The FDA established the Fast Track designation process to facilitate the development and expedite the review of drugs intended to treat serious or life-threatening conditions, and that demonstrate the potential to address unmet medical needs. Through the Fast Track program, a product may be eligible for priority review at the time of a new drug application (NDA) filing and may also be eligible to submit completed sections of the NDA on a rolling basis before the complete application is submitted.
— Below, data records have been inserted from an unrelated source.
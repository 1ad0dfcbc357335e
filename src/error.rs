// Copyright 2020-2023 The NATS Authors
// Licensed under the Apache License, Version 2.0 (the "License");
// you may not use this file except in compliance with the License.
// You may obtain a copy of the License at
//
// http://www.apache.org/licenses/LICENSE-2.0
//
// Unless required by applicable law or agreed to in writing, software
// distributed under the License is distributed on an "AS IS" BASIS,
// WITHOUT WARRANTIES OR CONDITIONS OF ANY KIND, either express or implied.
// See the License for the specific language governing permissions and
// limitations under the License.
//
//! The status-frame classifier and the crate's error type.
//!
//! [`classify`] is a pure function: given a status code and description it
//! returns whether the condition is [`Classification::Transient`] (hidden
//! from iterators, quietly ends a fetch) or [`Classification::Terminal`]
//! (propagated to the application). It carries no state of its own; callers
//! supply the handful of bits of context (publish vs. pull, the
//! max-waiting-fail test hook) that change its answer.

use std::fmt;

/// The taxonomy of conditions a JetStream consumer has to recognize.
#[derive(Debug, Clone, Copy, PartialEq, Eq)]
pub enum ErrorKind {
    NoMessages,
    RequestTimeout,
    MaxBatchExceeded,
    MaxExpiresExceeded,
    MaxBytesExceeded,
    MaxMessageSizeExceeded,
    MaxWaitingExceeded,
    IdleHeartbeatMissed,
    ConsumerDeleted,
    ConsumerIsPushBased,
    InvalidAck,
    RequestFailed,
    BrokerUnavailable,
    /// A non-2xx status whose description didn't match any known taxon.
    /// Still terminal, just unnamed.
    Unknown,
}

impl fmt::Display for ErrorKind {
    fn fmt(&self, f: &mut fmt::Formatter<'_>) -> fmt::Result {
        let name = match self {
            ErrorKind::NoMessages => "NoMessages",
            ErrorKind::RequestTimeout => "RequestTimeout",
            ErrorKind::MaxBatchExceeded => "MaxBatchExceeded",
            ErrorKind::MaxExpiresExceeded => "MaxExpiresExceeded",
            ErrorKind::MaxBytesExceeded => "MaxBytesExceeded",
            ErrorKind::MaxMessageSizeExceeded => "MaxMessageSizeExceeded",
            ErrorKind::MaxWaitingExceeded => "MaxWaitingExceeded",
            ErrorKind::IdleHeartbeatMissed => "IdleHeartbeatMissed",
            ErrorKind::ConsumerDeleted => "ConsumerDeleted",
            ErrorKind::ConsumerIsPushBased => "ConsumerIsPushBased",
            ErrorKind::InvalidAck => "InvalidAck",
            ErrorKind::RequestFailed => "RequestFailed",
            ErrorKind::BrokerUnavailable => "BrokerUnavailable",
            ErrorKind::Unknown => "Unknown",
        };
        f.write_str(name)
    }
}

/// The outcome of classifying one status frame.
#[derive(Debug, Clone, Copy, PartialEq, Eq)]
pub enum Classification {
    /// Not an error at all (e.g. a 100 that's flow control or heartbeat,
    /// handled upstream of the classifier).
    None,
    /// Quietly swallowed by iterators; delivered to callbacks as
    /// informational.
    Transient(ErrorKind),
    /// Propagated to the application unconditionally.
    Terminal(ErrorKind),
}

impl Classification {
    pub fn kind(&self) -> Option<ErrorKind> {
        match self {
            Classification::None => None,
            Classification::Transient(k) | Classification::Terminal(k) => Some(*k),
        }
    }

    pub fn is_terminal(&self) -> bool {
        matches!(self, Classification::Terminal(_))
    }
}

/// Context bits that change how a status frame is classified. None of these
/// are carried in the frame itself; they're properties of the call site.
#[derive(Debug, Clone, Copy, Default)]
pub struct ClassifyContext {
    /// True when classifying the reply to a `publish` call; only in this
    /// context is 503 treated as retryable-transient.
    pub publish: bool,
    /// The `setMaxWaitingToFail` test hook: when set, a 409 whose
    /// description is `Exceeded MaxWaiting` is terminal instead of
    /// transient, which is what makes the max-waiting-exceeded scenario
    /// deterministic to test.
    pub max_waiting_is_terminal: bool,
}

const TERMINAL_409_TEXTS: &[(&str, ErrorKind)] = &[
    ("Exceeded MaxBatch", ErrorKind::MaxBatchExceeded),
    ("Exceeded MaxExpires", ErrorKind::MaxExpiresExceeded),
    ("Exceeded MaxBytes", ErrorKind::MaxBytesExceeded),
    ("Message Size Exceeds MaxBytes", ErrorKind::MaxMessageSizeExceeded),
    ("Consumer Deleted", ErrorKind::ConsumerDeleted),
    ("Consumer is push based", ErrorKind::ConsumerIsPushBased),
];

const MAX_WAITING_TEXT: &str = "Exceeded MaxWaiting";

/// Classifies one status frame. `code` and `description` come straight off
/// the inbound status line.
pub fn classify(code: u16, description: &str, ctx: ClassifyContext) -> Classification {
    match code {
        404 => Classification::Transient(ErrorKind::NoMessages),
        408 => Classification::Transient(ErrorKind::RequestTimeout),
        409 => classify_409(description, ctx),
        503 => {
            if ctx.publish {
                Classification::Transient(ErrorKind::BrokerUnavailable)
            } else {
                Classification::Terminal(ErrorKind::BrokerUnavailable)
            }
        }
        200..=299 => Classification::None,
        _ => Classification::Terminal(ErrorKind::Unknown),
    }
}

fn classify_409(description: &str, ctx: ClassifyContext) -> Classification {
    if description.contains(MAX_WAITING_TEXT) {
        return if ctx.max_waiting_is_terminal {
            Classification::Terminal(ErrorKind::MaxWaitingExceeded)
        } else {
            Classification::Transient(ErrorKind::MaxWaitingExceeded)
        };
    }
    for (text, kind) in TERMINAL_409_TEXTS {
        if description.contains(text) {
            return Classification::Terminal(*kind);
        }
    }
    Classification::Terminal(ErrorKind::Unknown)
}

/// The crate's error type. Every fallible public operation returns
/// `Result<T, Error>`.
#[derive(Debug, thiserror::Error)]
pub enum Error {
    /// A status frame classified as terminal by [`classify`], or a
    /// synthetic one injected by heartbeat/recreate logic.
    #[error("{kind}: {message}")]
    Server { kind: ErrorKind, message: String },

    /// A publish ack whose `stream` field was empty.
    #[error("invalid publish ack: {0}")]
    InvalidAck(String),

    /// Consumer option processing and creation validation failures, e.g.
    /// subject mismatch on bind, queue-group mismatch, bind-only without
    /// an existing durable.
    #[error("consumer configuration error: {0}")]
    Config(String),

    /// The underlying transport's request/publish/subscribe call failed.
    #[error("transport error: {0}")]
    Transport(String),

    /// A request exhausted its deadline without the expected reply.
    #[error("request timed out")]
    Timeout,

    /// The iterator, subscription, or fetch was stopped without a more
    /// specific cause (e.g. explicit `stop()` with no error).
    #[error("subscription closed")]
    Closed,
}

impl Error {
    pub fn server(kind: ErrorKind, message: impl Into<String>) -> Self {
        Error::Server {
            kind,
            message: message.into(),
        }
    }

    /// The [`ErrorKind`] carried by this error, if any (`Transport`,
    /// `Timeout`, `Closed` and `Config` have none).
    pub fn kind(&self) -> Option<ErrorKind> {
        match self {
            Error::Server { kind, .. } => Some(*kind),
            Error::InvalidAck(_) => Some(ErrorKind::InvalidAck),
            _ => None,
        }
    }
}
These expedited processes can significantly cut down the development time and cost associated with bringing a drug to market, and the orphan-drug designation also allows for 7 years of market exclusivity even after expiration of related patents.
About Amyotrophic Lateral Sclerosis
Amyotrophic lateral sclerosis (ALS), also known as Lou Gehrig’s disease, is a rare neurodegenerative disease of unknown causes where the motor neurons necessary to move muscles in the body are destroyed, leading to paralyzation of all muscles, such as those in the tongue, neck, and the limbs. The disease occurs mostly in adults and average life expectancy is 2-5 years of symptoms onset. According to the National Institutes of Health (NIH), prevalence of ALS in the U.S. is 3.9 cases per 100,000 persons, and there are currently an estimated of 450,000 patients around the worldi. With roughly 20,000-30,000 patients in the U.S currently, there are an estimated 6,400 new patients are diagnosed with the diseased every year. (ref: ALS TDI, ALS Association).